Position Specific Scoring Matrix (PSSM)
PSSM profiles containing evolutionary information has been shown as an important feature in many previous studies for predicting protein-ligand interaction and other bioinformatics problems (Yu, Hu, Huang, et al., 2013; Chen et al., 2012). PSSM profiles of a sequence were generated using Position-Specific Iterative Basic Local Alignment Search Tool (PSI-BLAST) and searching against the Swiss Prot database. Three iterations were performed with E-value cut-off of 0.001 against each sequence. The original PSSM profiles obtained were further normalized to get value in between 0 and 1, followed by calculation of position specific score for each residue. The final matrix obtained consists of 21× N elements (20 amino acids residue and one dummy residue ‘X’). Here N, is the length of the pattern.
Machine Learning Techniques
We implemented the python based machine learning package SCIKIT-learn (Pedregosa FABIANPEDREGOSA et al., 2011) for developing prediction models. We implemented Support Vector Classifier (SVC), Random Forest classifier (RFC), ExtraTree classifier (ETC), K-Nearest Neighbor (KNN), Multilayer Perceptron (MLP) and Ridge classifier for developing prediction models. Before, developing prediction models, we optimized different parameters on our internal dataset using Grid Search parameter present in the package.
Evaluation Parameters
Performance of developed prediction models was evaluated in terms of Sensitivity (Sen), Specificity (Spc), Accuracy (Acc), Matthew’s Correlation Coefficient (MCC) and Area Under Receiver Operating Characteristics (AUROC). ‘pROC package’ implemented in R was used for computing AUROC (Title Display and Analyze ROC Curves, 2019). The formula for calculating is explained in the equation 1-4. Where TP represents correctly predicted positive value, TN represents the correctly predicted negative value, FP represents the actual negative value which has been wrongly predicted as positive, and FN represents the positive value which has been wrongly predicted as negative.
Results
Composition Analysis
We have analyzed the amino acid composition of SAM interacting and non-interacting residues in SAM binding proteins. As shown in Figure 1, composition of residues C, D, F, G, H, M, N, S, W, and Y are higher in SAM interacting sites whereas composition of residues like A, E, I, K, L, P, Q, R, and V are higher in SAM non-interacting sites.
Propensity Analysis
We also analyzed the propensities of amino acid residues in SAM interacting and non-interacting sites. We observed that propensities of residues like C, D, F, G, H, M, N, S, W, and Y was higher in SAM interacting sites whereas propensities of residues like A, E, I, K, L, P, Q, R, T, and V was higher in SAM non-interacting sites (Supplementary Figure S1).

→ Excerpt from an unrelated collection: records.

//! Token entities for JWT-based authentication.

use chrono::{DateTime, Duration, Utc};
use serde::{Deserialize, Serialize};
use uuid::Uuid;

use super::principal::{PrincipalKind, Role};

/// Default access token expiration time (15 minutes)
pub const ACCESS_TOKEN_EXPIRY_MINUTES: i64 = 15;

/// Default refresh token expiration time (7 days)
pub const REFRESH_TOKEN_EXPIRY_DAYS: i64 = 7;

/// JWT issuer
pub const JWT_ISSUER: &str = "signet";

/// JWT audience
pub const JWT_AUDIENCE: &str = "signet-api";

/// Claims structure for JWT payload
#[derive(Debug, Clone, PartialEq, Eq, Serialize, Deserialize)]
pub struct Claims {
    /// Subject (principal ID)
    pub sub: String,

    /// Kind of principal ("user" or "organization")
    pub kind: String,

    /// Role of the principal ("user" or "admin")
    pub role: String,

    /// Issued at timestamp
    pub iat: i64,

    /// Expiration timestamp
    pub exp: i64,

    /// Not before timestamp
    pub nbf: i64,

    /// Issuer
    pub iss: String,

    /// Audience
    pub aud: String,

    /// JWT ID (unique identifier for the token)
    pub jti: String,
}

impl Claims {
    /// Creates new claims for an access token
    ///
    /// # Arguments
    ///
    /// * `principal_id` - The principal's UUID
    /// * `kind` - The principal's kind
    /// * `role` - The principal's role
    /// * `expiry_minutes` - Access token lifetime in minutes
    pub fn new_access_token(
        principal_id: Uuid,
        kind: PrincipalKind,
        role: Role,
        expiry_minutes: i64,
    ) -> Self {
        let now = Utc::now();
        let expiry = now + Duration::minutes(expiry_minutes);

        Self {
            sub: principal_id.to_string(),
            kind: kind.as_str().to_string(),
            role: role.as_str().to_string(),
            iat: now.timestamp(),
            exp: expiry.timestamp(),
            nbf: now.timestamp(),
            iss: JWT_ISSUER.to_string(),
            aud: JWT_AUDIENCE.to_string(),
            jti: Uuid::new_v4().to_string(),
        }
    }

    /// Checks if the claims have expired
    pub fn is_expired(&self) -> bool {
        let now = Utc::now().timestamp();
        now >= self.exp
    }

    /// Checks if the claims are valid (not expired and after nbf)
    pub fn is_valid(&self) -> bool {
        let now = Utc::now().timestamp();
        now >= self.nbf && now < self.exp
    }

    /// Gets the principal ID from the claims
    pub fn principal_id(&self) -> Result<Uuid, uuid::Error> {
        Uuid::parse_str(&self.sub)
    }
}

/// Refresh token entity stored in the database
///
/// Only the SHA-256 digest of the opaque token string is stored; the plain
/// value exists solely in the pair handed to the caller.
#[derive(Debug, Clone, PartialEq, Eq, Serialize, Deserialize)]
pub struct RefreshToken {
    /// Unique identifier for the refresh token
    pub id: Uuid,

    /// Principal this token belongs to
    pub principal_id: Uuid,

    /// Hashed token value
    pub token_hash: String,

    /// Timestamp when the token was created
    pub created_at: DateTime<Utc>,

    /// Timestamp when the token expires
    pub expires_at: DateTime<Utc>,

    /// Timestamp when the token was consumed by a refresh, if ever
    pub consumed_at: Option<DateTime<Utc>>,

    /// Whether the token has been revoked
    pub is_revoked: bool,
}

impl RefreshToken {
    /// Creates a new refresh token
    ///
    /// # Arguments
    ///
    /// * `principal_id` - The owning principal's UUID
    /// * `token_hash` - The hashed token value
    /// * `expiry_days` - Refresh token lifetime in days
    pub fn new(principal_id: Uuid, token_hash: String, expiry_days: i64) -> Self {
        let now = Utc::now();
        let expires_at = now + Duration::days(expiry_days);

        Self {
            id: Uuid::new_v4(),
            principal_id,
            token_hash,
            created_at: now,
            expires_at,
            consumed_at: None,
            is_revoked: false,
        }
    }

    /// Checks if the refresh token has expired
    pub fn is_expired(&self) -> bool {
        Utc::now() > self.expires_at
    }

    /// Checks if the refresh token has been consumed by a refresh
    pub fn is_consumed(&self) -> bool {
        self.consumed_at.is_some()
    }

    /// Checks if the refresh token is still usable
    ///
    /// A token is usable if it has not expired, has not been revoked, and has
    /// not already been consumed.
    pub fn is_valid(&self) -> bool {
        !self.is_expired() && !self.is_revoked && !self.is_consumed()
    }

    /// Marks the token as consumed
    pub fn mark_consumed(&mut self) {
        self.consumed_at = Some(Utc::now());
    }

    /// Revokes the refresh token
    pub fn revoke(&mut self) {
        self.is_revoked = true;
    }
}

/// Result of an atomic consume attempt on a refresh token
///
/// The consume transition is the single-use guarantee for refresh tokens:
/// exactly one caller observes `Consumed` for a given token, every later
/// caller observes `AlreadyConsumed`.
#[derive(Debug, Clone, PartialEq, Eq)]
pub enum ConsumeOutcome {
    /// The token was live and this call transitioned it to consumed
    Consumed(RefreshToken),
    /// The token had already been consumed before this call
    AlreadyConsumed(RefreshToken),
    /// The token exists but has been revoked
    Revoked(RefreshToken),
    /// No token with the given hash exists
    Missing,
}

/// Token pair returned to the client
#[derive(Debug, Clone, PartialEq, Eq, Serialize, Deserialize)]
pub struct TokenPair {
    /// JWT access token
    pub access_token: String,

    /// Opaque refresh token
    pub refresh_token: String,

    /// Access token expiry time in seconds
    pub access_expires_in: i64,

    /// Refresh token expiry time in seconds
    pub refresh_expires_in: i64,
}

impl TokenPair {
    /// Creates a new token pair
    pub fn new(
        access_token: String,
        refresh_token: String,
        access_expires_in: i64,
        refresh_expires_in: i64,
    ) -> Self {
        Self {
            access_token,
            refresh_token,
            access_expires_in,
            refresh_expires_in,
        }
    }
}

#[cfg(test)]
mod tests {
    use super::*;

    #[test]
    fn test_access_token_claims() {
        let principal_id = Uuid::new_v4();
        let claims = Claims::new_access_token(
            principal_id,
            PrincipalKind::Organization,
            Role::User,
            ACCESS_TOKEN_EXPIRY_MINUTES,
        );

        assert_eq!(claims.sub, principal_id.to_string());
        assert_eq!(claims.kind, "organization");
        assert_eq!(claims.role, "user");
        assert_eq!(claims.iss, JWT_ISSUER);
        assert_eq!(claims.aud, JWT_AUDIENCE);
        assert!(claims.is_valid());
        assert!(!claims.is_expired());
    }

    #[test]
    fn test_claims_principal_id_parsing() {
        let principal_id = Uuid::new_v4();
        let claims = Claims::new_access_token(
            principal_id,
            PrincipalKind::User,
            Role::User,
            ACCESS_TOKEN_EXPIRY_MINUTES,
        );

        let parsed = claims.principal_id().unwrap();
        assert_eq!(parsed, principal_id);
    }

    #[test]
    fn test_claims_expiration() {
        let mut claims = Claims::new_access_token(
            Uuid::new_v4(),
            PrincipalKind::User,
            Role::User,
            ACCESS_TOKEN_EXPIRY_MINUTES,
        );

        claims.exp = Utc::now().timestamp() - 1;

        assert!(claims.is_expired());
        assert!(!claims.is_valid());
    }

    #[test]
    fn test_claims_not_before() {
        let mut claims = Claims::new_access_token(
            Uuid::new_v4(),
            PrincipalKind::User,
            Role::User,
            ACCESS_TOKEN_EXPIRY_MINUTES,
        );

        claims.nbf = Utc::now().timestamp() + 3600;

        assert!(!claims.is_valid());
    }

    #[test]
    fn test_refresh_token_creation() {
        let principal_id = Uuid::new_v4();
        let token = RefreshToken::new(
            principal_id,
            "hashed_token_value".to_string(),
            REFRESH_TOKEN_EXPIRY_DAYS,
        );

        assert_eq!(token.principal_id, principal_id);
        assert!(!token.is_revoked);
        assert!(!token.is_consumed());
        assert!(!token.is_expired());
        assert!(token.is_valid());
    }

    #[test]
    fn test_refresh_token_consumption() {
        let mut token = RefreshToken::new(
            Uuid::new_v4(),
            "hash".to_string(),
            REFRESH_TOKEN_EXPIRY_DAYS,
        );

        assert!(token.is_valid());

        token.mark_consumed();

        assert!(token.is_consumed());
        assert!(!token.is_valid());
    }

    #[test]
    fn test_refresh_token_revocation() {
        let mut token = RefreshToken::new(
            Uuid::new_v4(),
            "hash".to_string(),
            REFRESH_TOKEN_EXPIRY_DAYS,
        );

        token.revoke();

        assert!(token.is_revoked);
        assert!(!token.is_valid());
    }

    #[test]
    fn test_refresh_token_expiration() {
        let mut token = RefreshToken::new(
            Uuid::new_v4(),
            "hash".to_string(),
            REFRESH_TOKEN_EXPIRY_DAYS,
        );

        token.expires_at = Utc::now() - Duration::days(1);

        assert!(token.is_expired());
        assert!(!token.is_valid());
    }

    #[test]
    fn test_token_pair_creation() {
        let pair = TokenPair::new(
            "access_token_jwt".to_string(),
            "opaque_refresh".to_string(),
            15 * 60,
            7 * 24 * 60 * 60,
        );

        assert_eq!(pair.access_expires_in, 15 * 60);
        assert_eq!(pair.refresh_expires_in, 7 * 24 * 60 * 60);
    }

    #[test]
    fn test_claims_serialization() {
        let claims = Claims::new_access_token(
            Uuid::new_v4(),
            PrincipalKind::User,
            Role::Admin,
            ACCESS_TOKEN_EXPIRY_MINUTES,
        );

        let json = serde_json::to_string(&claims).unwrap();
        let deserialized: Claims = serde_json::from_str(&json).unwrap();

        assert_eq!(claims, deserialized);
    }
}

Physiochemical Properties Analysis
We also analyzed the various physiochemical properties in SAM binding proteins. We found that SAM interacting sites are rich in acidic, small, polar and aromatic amino acids whereas SAM non-interacting sites are more predominant in charge, basic, and aliphatic amino acids. (Supplementary Figure S2).
Machine learning model performance using binary patterns
Various machine learning models were developed using binary patterns for window size 5-23 on the balanced dataset. We compiled the best result obtained for each window size in Table 1 and plot the AUROC obtained for both training and validation dataset as shown in Figure 2(a) and Figure 2(b) respectively. In our analysis, we found that prediction model developed using random forest on the window size 21 performed best among all the prediction models. The model achieved accuracy of 70.79%, 0.42 MCC and 0.78 AUROC on the training dataset and accuracy of 70.85%, 0.42 MCC and 0.79 AUROC on the validation dataset. Detail result obtained for each window size by different machine learning techniques is provided in the Supplementary Table S1-S10.
Machine learning model performance using evolutionary information (PSSM profile)
Prediction models were developed using PSSM profiles for all the considered window size on the balanced dataset. Best result obtained for each window size is compiled in Table 2 and AUROC was plotted for the training (Figure 3(a)) and validation dataset (Figure 3(b)). We observed that, in case of PSSM profiles, the performance of the prediction models were increased. ExtraTree Classifier model developed on the window size 17 performed best among all the developed models. It achieved the highest accuracy of 80.39%, MCC of 0.61 and AUROC of 0.88 on training dataset whereas on validation dataset it achieved accuracy of 77.07%, MCC of 0.54, and AUROC of 0.86. Result obtained by different classifiers on each window size has been provided in the Supplementary Table S11-S20.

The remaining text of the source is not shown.